Nothing in the records may be changed; retype them in full.

-------- Source data

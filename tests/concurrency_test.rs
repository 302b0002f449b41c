use async_trait::async_trait;
use image::{DynamicImage, GenericImageView, ImageFormat, RgbImage};
use screenshot_etl::domain::ports::{RecordSink, VisionModel};
use screenshot_etl::{IngestionPipeline, RecordBatch, Result, UploadedImage};
use std::io::Cursor;
use std::sync::Arc;
use std::time::Duration;
use tokio::sync::Mutex;

/// Answers by image width, and makes the narrower image slower so the runs overlap.
struct WidthKeyedModel;

#[async_trait]
impl VisionModel for WidthKeyedModel {
    async fn extract(&self, image: DynamicImage, _prompt: &str) -> Result<String> {
        let (width, _) = image.dimensions();
        if width == 2 {
            tokio::time::sleep(Duration::from_millis(50)).await;
            Ok(r#"[{"name":"Ada","title_or_role":"Engineer"},{"name":"Charles"}]"#.to_string())
        } else {
            Ok(r#"[{"name":"Grace","organization_or_context":"Navy","rank":"Admiral"}]"#
                .to_string())
        }
    }
}

#[derive(Default)]
struct CollectingSink {
    batches: Mutex<Vec<RecordBatch>>,
}

#[async_trait]
impl RecordSink for CollectingSink {
    async fn forward(&self, batch: &RecordBatch) -> Result<()> {
        self.batches.lock().await.push(batch.clone());
        Ok(())
    }
}

fn png_of_width(width: u32) -> Vec<u8> {
    let mut buf = Cursor::new(Vec::new());
    DynamicImage::ImageRgb8(RgbImage::new(width, 2))
        .write_to(&mut buf, ImageFormat::Png)
        .unwrap();
    buf.into_inner()
}

#[tokio::test(flavor = "multi_thread", worker_threads = 2)]
async fn test_concurrent_uploads_produce_independent_batches() {
    let sink = Arc::new(CollectingSink::default());
    let pipeline = Arc::new(IngestionPipeline::new(Arc::new(WidthKeyedModel), sink.clone()));

    let first = pipeline.spawn(UploadedImage::new(png_of_width(2), "analytical.png"));
    let second = pipeline.spawn(UploadedImage::new(png_of_width(3), "compiler.png"));

    assert!(first.await.unwrap().is_success());
    assert!(second.await.unwrap().is_success());

    let batches = sink.batches.lock().await;
    assert_eq!(batches.len(), 2);

    let analytical = batches
        .iter()
        .find(|b| b.source_file() == "analytical.png")
        .unwrap();
    let compiler = batches
        .iter()
        .find(|b| b.source_file() == "compiler.png")
        .unwrap();

    let names = |batch: &RecordBatch| -> Vec<String> {
        batch
            .records()
            .iter()
            .map(|r| r.get_str("name").unwrap_or_default().to_string())
            .collect()
    };
    assert_eq!(names(analytical), vec!["Ada", "Charles"]);
    assert_eq!(names(compiler), vec!["Grace"]);

    for batch in [analytical, compiler] {
        for record in batch.records() {
            assert_eq!(record.get_str("source_file"), Some(batch.source_file()));
            assert_eq!(record.get_str("processed_at"), Some(batch.processed_at()));
        }
    }
    assert!(!analytical.columns().contains(&"rank".to_string()));
    assert!(compiler.columns().contains(&"rank".to_string()));
}
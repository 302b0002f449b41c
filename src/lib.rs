pub mod adapters;
pub mod config;
pub mod core;
pub mod domain;
pub mod server;
pub mod utils;

#[cfg(feature = "cli")]
pub use config::cli::{Cli, Command};

pub use adapters::{build_pipeline, build_sink, CsvSink, OllamaVisionModel, SheetSink};
pub use config::AppConfig;
pub use crate::core::ingestion::IngestionPipeline;
pub use domain::model::{PipelineOutcome, PipelineStage, ProfileRecord, RecordBatch, UploadedImage};
pub use utils::error::{IngestError, Result};
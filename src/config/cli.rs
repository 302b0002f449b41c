use clap::{Parser, Subcommand};
use std::path::PathBuf;

#[derive(Debug, Clone, Parser)]
#[command(name = "screenshot-etl")]
#[command(about = "Extract profile cards from screenshots and append them to a sheet")]
pub struct Cli {
    /// TOML configuration file; environment variables are used when omitted
    #[arg(long, global = true)]
    pub config: Option<PathBuf>,

    #[arg(long, global = true, help = "Enable verbose output")]
    pub verbose: bool,

    #[arg(long, global = true, help = "Emit logs as JSON lines")]
    pub json_logs: bool,

    #[command(subcommand)]
    pub command: Command,
}

#[derive(Debug, Clone, Subcommand)]
pub enum Command {
    /// Accept screenshot uploads over HTTP
    Serve {
        #[arg(long)]
        bind: Option<String>,
    },
    /// Process one local image in the foreground
    Extract {
        image: PathBuf,

        /// Append to this CSV file instead of the configured sink
        #[arg(long)]
        csv_out: Option<PathBuf>,
    },
}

----------------

*Answer section*.
filename tests/concurrency_test.rs
repository 302b0002f449b41c
use async_trait::async_trait;
use image::{DynamicImage, GenericImageView, ImageFormat, RgbImage};
use screenshot_etl::domain::ports::{RecordSink, VisionModel};
use screenshot_etl::{IngestionPipeline, RecordBatch, Result, UploadedImage};
use std::io::Cursor;
use std::sync::Arc;
use std::time::Duration;
use tokio::sync::Mutex;

/// Answers by image width, and makes the narrower image slower so the runs overlap.
struct WidthKeyedModel;

#[async_trait]
impl VisionModel for WidthKeyedModel {
    async fn extract(&self, image: DynamicImage, _prompt: &str) -> Result<String> {
        let (width, _) = image.dimensions();
        if width == 2 {
            tokio::time::sleep(Duration::from_millis(50)).await;
            Ok(r#"[{"name":"Ada","title_or_role":"Engineer"},{"name":"Charles"}]"#.to_string())
        } else {
            Ok(r#"[{"name":"Grace","organization_or_context":"Navy","rank":"Admiral"}]"#
                .to_string())
        }
    }
}

#[derive(Default)]
struct CollectingSink {
    batches: Mutex<Vec<RecordBatch>>,
}

#[async_trait]
impl RecordSink for CollectingSink {
    async fn forward(&self, batch: &RecordBatch) -> Result<()> {
        self.batches.lock().await.push(batch.clone());
        Ok(())
    }
}

fn png_of_width(width: u32) -> Vec<u8> {
    let mut buf = Cursor::new(Vec::new());
    DynamicImage::ImageRgb8(RgbImage::new(width, 2))
        .write_to(&mut buf, ImageFormat::Png)
        .unwrap();
    buf.into_inner()
}

#[tokio::test(flavor = "multi_thread", worker_threads = 2)]
async fn test_concurrent_uploads_produce_independent_batches() {
    let sink = Arc::new(CollectingSink::default());
    let pipeline = Arc::new(IngestionPipeline::new(Arc::new(WidthKeyedModel), sink.clone()));

    let first = pipeline.spawn(UploadedImage::new(png_of_width(2), "analytical.png"));
    let second = pipeline.spawn(UploadedImage::new(png_of_width(3), "compiler.png"));

    assert!(first.await.unwrap().is_success());
    assert!(second.await.unwrap().is_success());

    let batches = sink.batches.lock().await;
    assert_eq!(batches.len(), 2);

    let analytical = batches
        .iter()
        .find(|b| b.source_file() == "analytical.png")
        .unwrap();
    let compiler = batches
        .iter()
        .find(|b| b.source_file() == "compiler.png")
        .unwrap();

    let names = |batch: &RecordBatch| -> Vec<String> {
        batch
            .records()
            .iter()
            .map(|r| r.get_str("name").unwrap_or_default().to_string())
            .collect()
    };
    assert_eq!(names(analytical), vec!["Ada", "Charles"]);
    assert_eq!(names(compiler), vec!["Grace"]);

    for batch in [analytical, compiler] {
        for record in batch.records() {
            assert_eq!(record.get_str("source_file"), Some(batch.source_file()));
            assert_eq!(record.get_str("processed_at"), Some(batch.processed_at()));
        }
    }
    assert!(!analytical.columns().contains(&"rank".to_string()));
    assert!(compiler.columns().contains(&"rank".to_string()));
}
repository 302b0002f449b41c
filename src/lib.rs
pub mod adapters;
pub mod config;
pub mod core;
pub mod domain;
pub mod server;
pub mod utils;

#[cfg(feature = "cli")]
pub use config::cli::{Cli, Command};

pub use adapters::{build_pipeline, build_sink, CsvSink, OllamaVisionModel, SheetSink};
pub use config::AppConfig;
pub use crate::core::ingestion::IngestionPipeline;
pub use domain::model::{PipelineOutcome, PipelineStage, ProfileRecord, RecordBatch, UploadedImage};
pub use utils::error::{IngestError, Result};
filename src/config/cli.rs
repository 302b0002f449b41c
use clap::{Parser, Subcommand};
use std::path::PathBuf;

#[derive(Debug, Clone, Parser)]
#[command(name = "screenshot-etl")]
#[command(about = "Extract profile cards from screenshots and append them to a sheet")]
pub struct Cli {
    /// TOML configuration file; environment variables are used when omitted
    #[arg(long, global = true)]
    pub config: Option<PathBuf>,

    #[arg(long, global = true, help = "Enable verbose output")]
    pub verbose: bool,

    #[arg(long, global = true, help = "Emit logs as JSON lines")]
    pub json_logs: bool,

    #[command(subcommand)]
    pub command: Command,
}

#[derive(Debug, Clone, Subcommand)]
pub enum Command {
    /// Accept screenshot uploads over HTTP
    Serve {
        #[arg(long)]
        bind: Option<String>,
    },
    /// Process one local image in the foreground
    Extract {
        image: PathBuf,

        /// Append to this CSV file instead of the configured sink
        #[arg(long)]
        csv_out: Option<PathBuf>,
    },
}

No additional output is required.